Maurice Blanchot - L'espace littéraire, Gallimard, col. Idées, 1967, Paris, pág. 285. (Tradução e sublinhados meus)

1 - A leitura e a escrita. Breve introdução à problemática.

A leitura é antes de mais uma decifração de códigos de linguagem que permitem a comunicação; como tal, pressupõe o conhecimento das cifras utilizadas, o contacto possível com os códigos que a condicionam e o entendimento das situações humanas que a linguagem reveste e subverte - porque na materialidade da cifra, na marca cultural do código, se encontram logo os dados iniciais de formulação da descoberta que a utilização individual, personalizando, concretiza estatutariamente em conceptualização humana. Por isso a leitura ultrapassa imediatamente, fazendo-se, uma pressentida mas inexistente fase de apreensão maquinal de significação e converte-se, na sua progressiva efectivação, em escrita potencial, isto é, em actuação dinâmica (mental ou pragmática) que por sua vez criará novas necessidades de leitura. Esta, a importância do sujeito na prática de ler. Mas tal prática é fundamentalmente social. É a vida em comum que nos cria a necessidade de ler: ler os outros, ler a nossa disposição para os outros, ler o texto comum que nós e os outros escrevemos de todos para todos. Se escrever é viver, ou vice-versa, isto é, produzir materialmente um sentido literal da existência em processo original, ler será seguramente a objectivação, em ordem, de tal processo confuso, a sua dilucidação, a iluminação da significação sobre a comunicação. Daí o carácter ambíguo da leitura, simultaneamente convertora dos valores da escrita e demonstradora do seu plural; mais responsável, numa certa medida, (a dos acatamentos e a dos imperativos) que a escrita; menos dada que esta ao romantismo e à difusão mas difundindo até a possível sobriedade da escrita. A leitura tenta, na sua qualidade de operação conciliatória, repetir os erros da escrita para os irradiar ou subdesenvolver gradualmente; até à lisura total do objecto projectada no infinito. Ler como compreender. Ler como saber.(1)
Essa vocação enciclopédica da leitura (pode-se ler tudo, não se pode escrever tudo) resume bem o carácter social, não já da sua produção, mas da sua inserção e, portanto, reprodução -fenómeno perigoso e sedutor.(2) Donde, o papel importante da apreensão dos códigos pelo sujeito ledor. Mas que antes de mais se defronta com a cifra, a letra, o desenho material da barreira que impossibilita o acesso ao não iniciado. Por isso é que é preciso iniciar. Para que a leitura seja uma transposição total dos sinais dados, baseada entretanto na sua visão directa, rigorosa, insubstituível. A consideração dos elementos do processo da comunicação e a mais perfeita fidelidade à sua orgânica é condição essencial de toda a inteligibilidade.
A leitura assenta no signo, como a escrita mas enquanto esta se revela como actividade explosiva que o fende ou "des-significa", para na sua abertura espantada nos ofertar o poder de uma milagrosa ereção, pertence à leitura o exercício do reajustamento das quelnas, da concatenação das folhas pulverizadas que permita o regresso ao estado de repouso e de junção, à posse tranquila dos sentidos, à satisfação concreta da preensão. Entretanto, aconteceu o prazer do texto.(3) A leitura é, assim, uma actividade dinâmica (uma fidelidade) a unidades mínimas de comunicação para se transcender na plural sensação colhida, caminho de revolta ou de traição, de fuga, de criação nova, traçado da desordem que se faz ordenadamente. O que é já escrita. Mas onde uma leitura que nunca se tenha escrito?

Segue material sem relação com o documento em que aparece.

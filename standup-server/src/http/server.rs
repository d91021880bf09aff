//! Axum server setup
//!
//! Server skeleton with:
//! - Localhost-only CORS by default (API and frontend ports)
//! - Tracing and timeout middleware
//! - Graceful shutdown on SIGTERM/Ctrl+C

use std::net::SocketAddr;
use std::sync::Arc;
use std::time::Duration;

use axum::http::HeaderValue;
use axum::Router;
use tokio::net::TcpListener;
use tower_http::cors::{Any, CorsLayer};
use tower_http::timeout::TimeoutLayer;
use tower_http::trace::TraceLayer;

use super::routes;
use crate::db::Store;

/// Origins allowed when CORS is not permissive: the API itself and the
/// static frontend served on :8080.
const LOCAL_ORIGINS: [&str; 4] = [
    "http://localhost:8000",
    "http://127.0.0.1:8000",
    "http://localhost:8080",
    "http://127.0.0.1:8080",
];

/// Server configuration
#[derive(Debug, Clone)]
pub struct ServerConfig {
    /// Address to bind to (default: 127.0.0.1:8000)
    pub bind_addr: SocketAddr,

    /// Allow permissive CORS (default: false = localhost only)
    ///
    /// WARNING: Setting this to true allows any origin.
    pub cors_permissive: bool,

    /// Per-request timeout
    pub request_timeout: Duration,
}

impl Default for ServerConfig {
    fn default() -> Self {
        Self {
            bind_addr: SocketAddr::from(([127, 0, 0, 1], 8000)),
            cors_permissive: false,
            request_timeout: Duration::from_secs(30),
        }
    }
}

/// Shared application state
#[derive(Clone)]
pub struct AppState {
    pub store: Arc<dyn Store>,
}

impl AppState {
    pub fn new(store: Arc<dyn Store>) -> Self {
        Self { store }
    }
}

/// Build the application router with all routes and middleware.
pub fn build_router(state: AppState, config: &ServerConfig) -> Router {
    let cors = if config.cors_permissive {
        tracing::warn!("CORS: Permissive mode enabled - all origins allowed");
        CorsLayer::permissive()
    } else {
        CorsLayer::new()
            .allow_origin(LOCAL_ORIGINS.map(HeaderValue::from_static))
            .allow_methods(Any)
            .allow_headers(Any)
    };

    Router::new()
        .merge(routes::index::router())
        .merge(routes::health::router())
        .merge(routes::members::router())
        .merge(routes::spin::router())
        .merge(routes::stats::router())
        .merge(routes::twists::router())
        .fallback(routes::index::not_found)
        .layer(TimeoutLayer::new(config.request_timeout))
        .layer(cors)
        .layer(TraceLayer::new_for_http())
        .with_state(Arc::new(state))
}

/// Run the HTTP server until a shutdown signal arrives.
///
/// # Example
///
/// ```ignore
/// let store = PgStore::connect(&database_url, 5).await?;
/// run_server(Arc::new(store), ServerConfig::default()).await?;
/// ```
pub async fn run_server(store: Arc<dyn Store>, config: ServerConfig) -> Result<(), ServerError> {
    let app = build_router(AppState::new(store), &config);

    let listener = TcpListener::bind(config.bind_addr).await?;
    tracing::info!("Server listening on {}", config.bind_addr);

    axum::serve(listener, app)
        .with_graceful_shutdown(shutdown_signal())
        .await?;

    tracing::info!("Server shutdown complete");
    Ok(())
}

/// Wait for shutdown signal (Ctrl+C or SIGTERM).
async fn shutdown_signal() {
    let ctrl_c = async {
        if let Err(e) = tokio::signal::ctrl_c().await {
            tracing::error!("failed to listen for Ctrl+C: {}", e);
            std::future::pending::<()>().await;
        }
    };

    #[cfg(unix)]
    let terminate = async {
        match tokio::signal::unix::signal(tokio::signal::unix::SignalKind::terminate()) {
            Ok(mut sig) => {
                sig.recv().await;
            }
            Err(e) => {
                tracing::error!("failed to install SIGTERM handler: {}", e);
                std::future::pending::<()>().await;
            }
        }
    };

    #[cfg(not(unix))]
    let terminate = std::future::pending::<()>();

    tokio::select! {
        _ = ctrl_c => {
            tracing::info!("Received Ctrl+C, starting shutdown");
        }
        _ = terminate => {
            tracing::info!("Received SIGTERM, starting shutdown");
        }
    }
}

/// Server error type
#[derive(Debug, thiserror::Error)]
pub enum ServerError {
    #[error("IO error: {0}")]
    Io(#[from] std::io::Error),
}

#[cfg(test)]
mod tests {
    use super::*;
    use crate::db::MemoryStore;
    use axum::body::Body;
    use axum::http::{Request, StatusCode};
    use tower::ServiceExt;

    #[test]
    fn default_config() {
        let config = ServerConfig::default();
        assert_eq!(config.bind_addr.port(), 8000);
        assert!(!config.cors_permissive);
    }

    #[tokio::test]
    async fn cors_allows_frontend_origin() {
        let app = build_router(
            AppState::new(Arc::new(MemoryStore::new())),
            &ServerConfig::default(),
        );

        let response = app
            .oneshot(
                Request::builder()
                    .uri("/health")
                    .header("origin", "http://localhost:8080")
                    .body(Body::empty())
                    .unwrap(),
            )
            .await
            .unwrap();

        assert_eq!(response.status(), StatusCode::OK);
        assert_eq!(
            response.headers().get("access-control-allow-origin").unwrap(),
            "http://localhost:8080"
        );
    }

    #[tokio::test]
    async fn cors_rejects_foreign_origin() {
        let app = build_router(
            AppState::new(Arc::new(MemoryStore::new())),
            &ServerConfig::default(),
        );

        let response = app
            .oneshot(
                Request::builder()
                    .uri("/health")
                    .header("origin", "http://evil.example")
                    .body(Body::empty())
                    .unwrap(),
            )
            .await
            .unwrap();

        assert!(response.headers().get("access-control-allow-origin").is_none());
    }
}
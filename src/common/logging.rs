//! Logging and tracing configuration

use tracing_subscriber::{fmt, layer::SubscriberExt, util::SubscriberInitExt, EnvFilter};

/// Initialize tracing for the CLI (stderr logging)
///
/// Logs are controlled by the `RUST_LOG` environment variable.
/// Default level is INFO for this crate (DEBUG with `debug`), WARN for dependencies.
pub fn init_cli(debug: bool) {
    let filter = EnvFilter::try_from_default_env().unwrap_or_else(|_| {
        if debug {
            EnvFilter::new("tour=debug,warn")
        } else {
            EnvFilter::new("tour=info,warn")
        }
    });

    tracing_subscriber::registry()
        .with(filter)
        .with(
            fmt::layer()
                .with_writer(std::io::stderr)
                .with_target(true)
                .with_thread_ids(false)
                .with_file(false)
                .with_line_number(false)
                .compact(),
        )
        .init();
}
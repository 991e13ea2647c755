//! Document interfaces consumed by the tour runner
//!
//! The runner never touches markup directly: it asks a [`Document`] whether a
//! trigger currently matches, and hands it an [`Action`] to perform on the
//! element that matched.

pub mod memory;
pub mod selector;

use std::fmt;

use async_trait::async_trait;
use serde::Serialize;

use crate::common::{Error, Result};

pub use memory::{Effect, ElementFixture, EventKind, MemoryDocument, Reaction};
pub use selector::Selector;

/// Opaque handle to an element, valid for the document that returned it
#[derive(Debug, Clone, Copy, PartialEq, Eq, Hash, Serialize)]
pub struct ElementRef(pub usize);

/// Effect a step performs on the element that satisfied its trigger
#[derive(Debug, Clone, PartialEq, Eq, Serialize)]
#[serde(tag = "kind", content = "value", rename_all = "snake_case")]
pub enum Action {
    /// Dispatch a click
    Click,
    /// Set the element's value and dispatch an input event
    SetText(String),
}

impl Action {
    /// Parse a tour `run` instruction: `click` or `text <value>`
    pub fn parse(run: &str) -> Result<Self> {
        let run = run.trim();
        let (verb, rest) = match run.split_once(char::is_whitespace) {
            Some((verb, rest)) => (verb, Some(rest)),
            None => (run, None),
        };

        match (verb, rest) {
            ("click", None) => Ok(Action::Click),
            ("text", Some(value)) => Ok(Action::SetText(value.to_string())),
            ("text", None) => Ok(Action::SetText(String::new())),
            _ => Err(Error::InvalidStep(format!(
                "Unknown run instruction '{}'. Supported: 'click', 'text <value>'",
                run
            ))),
        }
    }
}

impl fmt::Display for Action {
    fn fmt(&self, f: &mut fmt::Formatter<'_>) -> fmt::Result {
        match self {
            Action::Click => write!(f, "click"),
            Action::SetText(value) => write!(f, "text {}", value),
        }
    }
}

/// A live document the runner polls and acts upon
///
/// `query` must be side-effect free; the runner calls it on every poll tick.
/// `dispatch` returns once the action is fired and does not wait for its
/// downstream effects.
#[async_trait]
pub trait Document: Send + Sync {
    /// First visible element matching `selector`, if any
    async fn query(&self, selector: &Selector) -> Option<ElementRef>;

    /// Perform `action` on `element`
    async fn dispatch(&self, element: ElementRef, action: &Action) -> Result<()>;
}

#[cfg(test)]
mod tests {
    use super::*;

    #[test]
    fn test_parse_run_instructions() {
        assert_eq!(Action::parse("click").unwrap(), Action::Click);
        assert_eq!(
            Action::parse("text My feedback").unwrap(),
            Action::SetText("My feedback".to_string())
        );
        assert_eq!(Action::parse("text").unwrap(), Action::SetText(String::new()));
        assert!(matches!(
            Action::parse("drag_and_drop #a"),
            Err(Error::InvalidStep(_))
        ));
        assert!(Action::parse("click #other").is_err());
    }

    #[test]
    fn test_action_display_round_trips_run_syntax() {
        let action = Action::SetText("hello world".to_string());
        assert_eq!(Action::parse(&action.to_string()).unwrap(), action);
    }
}
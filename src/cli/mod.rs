//! CLI command handling
//!
//! Dispatches CLI commands to the scenario harness and formats output.

use colored::Colorize;

use crate::commands::Commands;
use crate::common::config::Config;
use crate::common::{Error, Result};
use crate::testing::{load_scenario, run_scenario};
use crate::tour::StepKind;

/// Dispatch a CLI command
pub async fn dispatch(command: Commands) -> Result<()> {
    match command {
        Commands::Run {
            scenario,
            tour,
            timeout_ms,
            step_delay_ms,
            poll_interval_ms,
            debug,
            json,
        } => {
            let mut options = Config::load()?.run_options();
            if let Some(ms) = timeout_ms {
                options.timeout_ms_per_step = ms;
            }
            if let Some(ms) = step_delay_ms {
                options.step_delay_ms = ms;
            }
            if let Some(ms) = poll_interval_ms {
                options.poll_interval_ms = ms;
            }
            options.debug |= debug;

            let result = run_scenario(&scenario, tour.as_deref(), options, json).await?;

            if json {
                println!("{}", serde_json::to_string_pretty(&result)?);
            }

            if result.passed() {
                Ok(())
            } else if result.interrupted {
                Err(Error::TestAssertion(format!(
                    "Interrupted after {} tour(s)",
                    result.tours.len()
                )))
            } else {
                let failed = result.tours.iter().filter(|t| !t.passed).count();
                Err(Error::TestAssertion(format!(
                    "{} of {} tours did not meet expectations",
                    failed,
                    result.tours.len()
                )))
            }
        }

        Commands::List { scenario } => {
            let (_, registry) = load_scenario(&scenario)?;

            if registry.is_empty() {
                println!("No tours defined");
                return Ok(());
            }

            println!("Tours:");
            for tour in registry.iter() {
                let actions = tour
                    .steps()
                    .iter()
                    .filter(|s| matches!(s.kind(), StepKind::Act(_)))
                    .count();
                println!(
                    "  {} {}",
                    tour.name().bold(),
                    format!("({} steps, {} actions)", tour.len(), actions).dimmed()
                );
            }

            Ok(())
        }

        Commands::Check { scenario } => {
            let (loaded, registry) = load_scenario(&scenario)?;
            let steps: usize = registry.iter().map(|t| t.len()).sum();

            println!(
                "{} {} is valid: {} tours, {} steps, {} reactions",
                "✓".green(),
                loaded.name,
                registry.len(),
                steps,
                loaded.reactions.len()
            );

            Ok(())
        }
    }
}
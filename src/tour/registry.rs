//! Tour registry
//!
//! Named catalog of tours. The registry is a plain value owned by whoever
//! sets up a test session; runners look tours up in it by name.

use std::collections::{BTreeMap, HashSet};
use std::path::Path;
use std::sync::Arc;

use serde::Deserialize;
use tracing::debug;

use super::step::{Step, Tour, TourDef};
use crate::common::{Error, Result};

/// Contents of a tour file
#[derive(Deserialize, Debug)]
pub struct TourFile {
    pub tours: Vec<TourDef>,
}

/// Named tours, unique by name
#[derive(Debug, Default)]
pub struct TourRegistry {
    tours: BTreeMap<String, Arc<Tour>>,
}

impl TourRegistry {
    pub fn new() -> Self {
        Self::default()
    }

    /// Register `steps` under `name`
    pub fn register(&mut self, name: &str, steps: Vec<Step>) -> Result<Arc<Tour>> {
        self.insert(Tour::new(name, steps))
    }

    /// Register an already-built tour
    ///
    /// Fails with `DuplicateName` if the name is taken; the existing tour is kept.
    pub fn insert(&mut self, tour: Tour) -> Result<Arc<Tour>> {
        if self.tours.contains_key(tour.name()) {
            return Err(Error::DuplicateName(tour.name().to_string()));
        }
        debug!(tour = tour.name(), steps = tour.len(), "tour registered");
        let tour = Arc::new(tour);
        self.tours.insert(tour.name().to_string(), Arc::clone(&tour));
        Ok(tour)
    }

    /// Look up a tour by name
    pub fn get(&self, name: &str) -> Result<Arc<Tour>> {
        self.tours
            .get(name)
            .cloned()
            .ok_or_else(|| Error::NotFound(name.to_string()))
    }

    pub fn contains(&self, name: &str) -> bool {
        self.tours.contains_key(name)
    }

    /// Registered names, sorted
    pub fn names(&self) -> Vec<&str> {
        self.tours.keys().map(String::as_str).collect()
    }

    pub fn iter(&self) -> impl Iterator<Item = &Arc<Tour>> {
        self.tours.values()
    }

    pub fn len(&self) -> usize {
        self.tours.len()
    }

    pub fn is_empty(&self) -> bool {
        self.tours.is_empty()
    }

    /// Register every definition, or none of them
    ///
    /// Returns the registered names in definition order.
    pub fn extend(&mut self, defs: Vec<TourDef>) -> Result<Vec<String>> {
        let mut seen = HashSet::new();
        for def in &defs {
            if self.contains(&def.name) || !seen.insert(def.name.as_str()) {
                return Err(Error::DuplicateName(def.name.clone()));
            }
        }

        let tours = defs
            .into_iter()
            .map(Tour::try_from)
            .collect::<Result<Vec<_>>>()?;

        let mut names = Vec::with_capacity(tours.len());
        for tour in tours {
            names.push(tour.name().to_string());
            self.insert(tour)?;
        }
        Ok(names)
    }

    /// Register the tours of a YAML tour file's contents
    pub fn load_str(&mut self, yaml: &str) -> Result<Vec<String>> {
        let file: TourFile = serde_yaml::from_str(yaml)?;
        self.extend(file.tours)
    }

    /// Register the tours of a YAML tour file
    pub fn load_file(&mut self, path: &Path) -> Result<Vec<String>> {
        let content = std::fs::read_to_string(path).map_err(|e| Error::file_read(path, e))?;
        self.load_str(&content)
    }
}
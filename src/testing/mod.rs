//! Scenario harness
//!
//! Reads YAML scenarios that bundle a page fixture, its scripted reactions
//! and the tours to run, and checks each run against its expected outcome.

mod config;
mod runner;

pub use config::*;
pub use runner::{load_scenario, run_scenario, run_scenario_until, ScenarioResult, TourResult};
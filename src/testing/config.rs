//! Scenario configuration types
//!
//! Defines the data structures for deserializing YAML tour scenarios: a page
//! fixture, the reactions that script it, the tours to run against it, and
//! what each tour is expected to end with.

use serde::{Deserialize, Serialize};
use std::path::Path;

use crate::common::{Error, Result};
use crate::document::{ElementFixture, Reaction};
use crate::tour::{RunOptions, TourDef};

/// A complete scenario loaded from a YAML file
#[derive(Deserialize, Debug)]
#[serde(deny_unknown_fields)]
pub struct TourScenario {
    /// Name of the scenario
    pub name: String,
    /// Optional description of what the scenario verifies
    pub description: Option<String>,
    /// Root element of the page every tour starts from
    pub document: ElementFixture,
    /// Scripted page behaviour
    #[serde(default)]
    pub reactions: Vec<Reaction>,
    /// Tours to register and run
    pub tours: Vec<TourDef>,
    /// Expected outcomes; tours without an entry are expected to pass
    #[serde(default)]
    pub expect: Vec<TourExpectation>,
    /// Run settings overriding the configured defaults
    #[serde(default)]
    pub options: ScenarioOptions,
}

/// Expected outcome of one tour
#[derive(Deserialize, Debug, Clone)]
#[serde(deny_unknown_fields)]
pub struct TourExpectation {
    /// Tour name
    pub tour: String,
    /// Expected terminal status (default: passed)
    #[serde(default)]
    pub status: ExpectedStatus,
    /// Expected failing step index (0-based)
    pub step_index: Option<usize>,
    /// Expected number of completed steps
    pub steps_completed: Option<usize>,
}

#[derive(Deserialize, Serialize, Debug, Clone, Copy, PartialEq, Eq, Default)]
#[serde(rename_all = "snake_case")]
pub enum ExpectedStatus {
    #[default]
    Passed,
    Failed,
}

/// Per-scenario run settings
#[derive(Deserialize, Debug, Default, Clone, Copy)]
#[serde(deny_unknown_fields)]
pub struct ScenarioOptions {
    pub timeout_ms_per_step: Option<u64>,
    pub poll_interval_ms: Option<u64>,
    pub step_delay_ms: Option<u64>,
}

impl ScenarioOptions {
    /// Layer these settings over `base`
    pub fn apply(&self, base: RunOptions) -> RunOptions {
        RunOptions {
            timeout_ms_per_step: self.timeout_ms_per_step.unwrap_or(base.timeout_ms_per_step),
            poll_interval_ms: self.poll_interval_ms.unwrap_or(base.poll_interval_ms),
            step_delay_ms: self.step_delay_ms.unwrap_or(base.step_delay_ms),
            debug: base.debug,
        }
    }
}

impl TourScenario {
    /// Parse a scenario from YAML text
    pub fn from_yaml(yaml: &str) -> Result<Self> {
        let scenario: TourScenario = serde_yaml::from_str(yaml)
            .map_err(|e| Error::Config(format!("Failed to parse tour scenario: {}", e)))?;
        scenario.validate()?;
        Ok(scenario)
    }

    /// Load a scenario from a YAML file
    pub fn from_file(path: &Path) -> Result<Self> {
        let content = std::fs::read_to_string(path).map_err(|e| Error::file_read(path, e))?;
        Self::from_yaml(&content)
    }

    /// Expectation for `tour`, defaulting to "passes"
    pub fn expectation(&self, tour: &str) -> TourExpectation {
        self.expect
            .iter()
            .find(|e| e.tour == tour)
            .cloned()
            .unwrap_or_else(|| TourExpectation {
                tour: tour.to_string(),
                status: ExpectedStatus::Passed,
                step_index: None,
                steps_completed: None,
            })
    }

    fn validate(&self) -> Result<()> {
        for expectation in &self.expect {
            if !self.tours.iter().any(|t| t.name == expectation.tour) {
                return Err(Error::Config(format!(
                    "Expectation refers to unknown tour '{}'",
                    expectation.tour
                )));
            }
        }
        Ok(())
    }
}
//! Configuration file handling

use serde::Deserialize;
use std::path::Path;

use super::paths::config_path;
use super::Result;
use crate::tour::RunOptions;

/// Main configuration structure
#[derive(Debug, Deserialize, Default)]
pub struct Config {
    /// Default run settings
    #[serde(default)]
    pub runner: RunnerConfig,
}

/// Default settings applied to every run unless overridden
///
/// Keys mirror the fields of [`RunOptions`].
#[derive(Debug, Deserialize)]
#[serde(deny_unknown_fields)]
pub struct RunnerConfig {
    /// Maximum time to wait for a step's trigger
    #[serde(default = "default_timeout_per_step")]
    pub timeout_ms_per_step: u64,

    /// Delay between trigger rechecks
    #[serde(default = "default_poll_interval")]
    pub poll_interval_ms: u64,

    /// Throttle inserted between consecutive steps
    #[serde(default)]
    pub step_delay_ms: u64,

    /// Log every step at INFO
    #[serde(default)]
    pub debug: bool,
}

impl Default for RunnerConfig {
    fn default() -> Self {
        Self {
            timeout_ms_per_step: default_timeout_per_step(),
            poll_interval_ms: default_poll_interval(),
            step_delay_ms: 0,
            debug: false,
        }
    }
}

fn default_timeout_per_step() -> u64 {
    10_000
}
fn default_poll_interval() -> u64 {
    50
}

impl Config {
    /// Load configuration from the default config file
    ///
    /// Returns default configuration if file doesn't exist
    pub fn load() -> Result<Self> {
        match config_path() {
            Some(path) if path.exists() => Self::load_from(&path),
            _ => Ok(Self::default()),
        }
    }

    /// Load configuration from an explicit path
    pub fn load_from(path: &Path) -> Result<Self> {
        let content =
            std::fs::read_to_string(path).map_err(|e| super::Error::file_read(path, e))?;
        Self::parse(&content)
    }

    /// Parse configuration from TOML text
    pub fn parse(content: &str) -> Result<Self> {
        toml::from_str(content).map_err(|e| super::Error::ConfigParse(e.to_string()))
    }

    /// Run options derived from the `[runner]` table
    pub fn run_options(&self) -> RunOptions {
        RunOptions {
            step_delay_ms: self.runner.step_delay_ms,
            timeout_ms_per_step: self.runner.timeout_ms_per_step,
            poll_interval_ms: self.runner.poll_interval_ms,
            debug: self.runner.debug,
        }
    }
}

#[cfg(test)]
mod tests {
    use super::*;

    #[test]
    fn test_empty_config_uses_defaults() {
        let config = Config::parse("").unwrap();
        assert_eq!(config.runner.timeout_ms_per_step, 10_000);
        assert_eq!(config.runner.poll_interval_ms, 50);
        assert_eq!(config.runner.step_delay_ms, 0);
        assert!(!config.runner.debug);
    }

    #[test]
    fn test_runner_table_overrides() {
        let config = Config::parse(
            r#"
[runner]
timeout_ms_per_step = 2500
step_delay_ms = 100
debug = true
"#,
        )
        .unwrap();

        let options = config.run_options();
        assert_eq!(options.timeout_ms_per_step, 2500);
        assert_eq!(options.step_delay_ms, 100);
        assert_eq!(options.poll_interval_ms, 50);
        assert!(options.debug);
    }

    #[test]
    fn test_defaults_match_run_options() {
        assert_eq!(Config::default().run_options(), RunOptions::default());
    }

    #[test]
    fn test_unknown_runner_key_is_rejected() {
        let err = Config::parse("[runner]\nstep_timeout_ms = 2500\n").unwrap_err();
        assert!(err.to_string().contains("step_timeout_ms"), "{}", err);
    }

    #[test]
    fn test_invalid_toml_is_config_parse_error() {
        let err = Config::parse("[runner\ntimeout_ms_per_step = ").unwrap_err();
        assert!(matches!(err, crate::Error::ConfigParse(_)));
    }

    #[test]
    fn test_load_from_file() {
        let dir = tempfile::tempdir().unwrap();
        let path = dir.path().join("config.toml");
        std::fs::write(&path, "[runner]\npoll_interval_ms = 5\n").unwrap();

        let config = Config::load_from(&path).unwrap();
        assert_eq!(config.runner.poll_interval_ms, 5);
    }
}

2 - A Sociologia da Leitura Literária. A Leitura como Criação e como Construção.

2.1 - Modos de Ler

Os modos como se lê a obra literária (ou como tal considerada) são diversos e difíceis de classificar. Dependem de factores de vária natureza: desde a psicologia individual ao nível cultural, ao saber do literário, à ideologia de classe, ao estado de espírito ocasional do leitor. Lê-se de acordo com os interesses, os objectivos de momento, a experiência da vida, a experiência da língua em que a obra está escrita. A leitura é condicionada, orientada, por aquilo que se espera da obra, do género a que pertence (ou se julga pertencer), do autor (já conhecido por outra ou outras obras) - o chamado "horizonte de expectativa", a que adiante voltarei a referir-me. Talvez se pudessem classificar os modos de ler como se classificam as preferências, isto é, em função de variáveis como o sexo, a idade, o estrato sócio-económico, o meio socioprofissional, o nível de "habilitações literárias". Para além disto, o tempo a que o leitor pertence (tempo histórico-cultural); na mesma data há quem viva anacronicamente em tempos culturais diferentes) conta muito, como é evidente, para a configuração da leitura, as reacções do leitor.
Há leituras empenhadas, tensas, quer de tipo intelectual quer de tipo sentimental e estético, e leituras não-empenhadas, soltas, negligentes, leituras de simples divertimento. Há leitores que lêem em atitude crítica deliberada, lentamente, para tudo pensar, interpretar, jugar. O mesmo leitor pode (e até em relação à mesma obra) alternar estes diferentes modos de ler. As leituras de cariz intelectual, afectivo, estético, só se distinguem pela predominância dum destes elementos: as fronteiras entre eles são, por isso, muito esbatidas. A uni-las está um denominador comum, marca da leitura literária - o prazer -, embora com vários matizes: conhecer, por exemplo, é uma fonte de prazer, independentemente de vantagens práticas que se possam tirar do conhecimento. Em princípio, a leitura afectiva será mais projectiva que a intelectual. A leitura estética é a mais complexa, a que engloba maior número de operações, mobilizando maior número de virtualidades pois a leitura estética deve adaptar-se simultaneamente ao mágico, ao místico, ao racional, ao musical, ao inefável. Doutra perspectiva poderá falar-se em leitura-adesão (leitura com) e leitura-confrontação (leitura versus), a primeira caracterizada por uma atitude de simpatia, de identificação, leitura que é prolongamento, colaboração, entrega, devaneio, prazer de se reencontrar, de reencontrar aquilo que se ama, a segunda, ao invés, retraída, desconfiada, marcada por uma tensão, leitura de suspeita ou duelo ou recusa. Com esta distinção se articula outra repartição possível entre a leitura cuja tónica é a busca do já conhecido, interessando por isso o acontecer mais que o acontecimento, a acção, a peripécia, e a leitura que busca o imprevisto, logo a acção acidentada (ou, se nos reportarmos ao plano da expressão, a linguagem nova, cheia de infracções à norma). A releitura facultará o prazer dum novo reencontro, nunca exactamente o mesmo, ou dum novo, estimulante conflito com o texto, ou com o autor nele implícito.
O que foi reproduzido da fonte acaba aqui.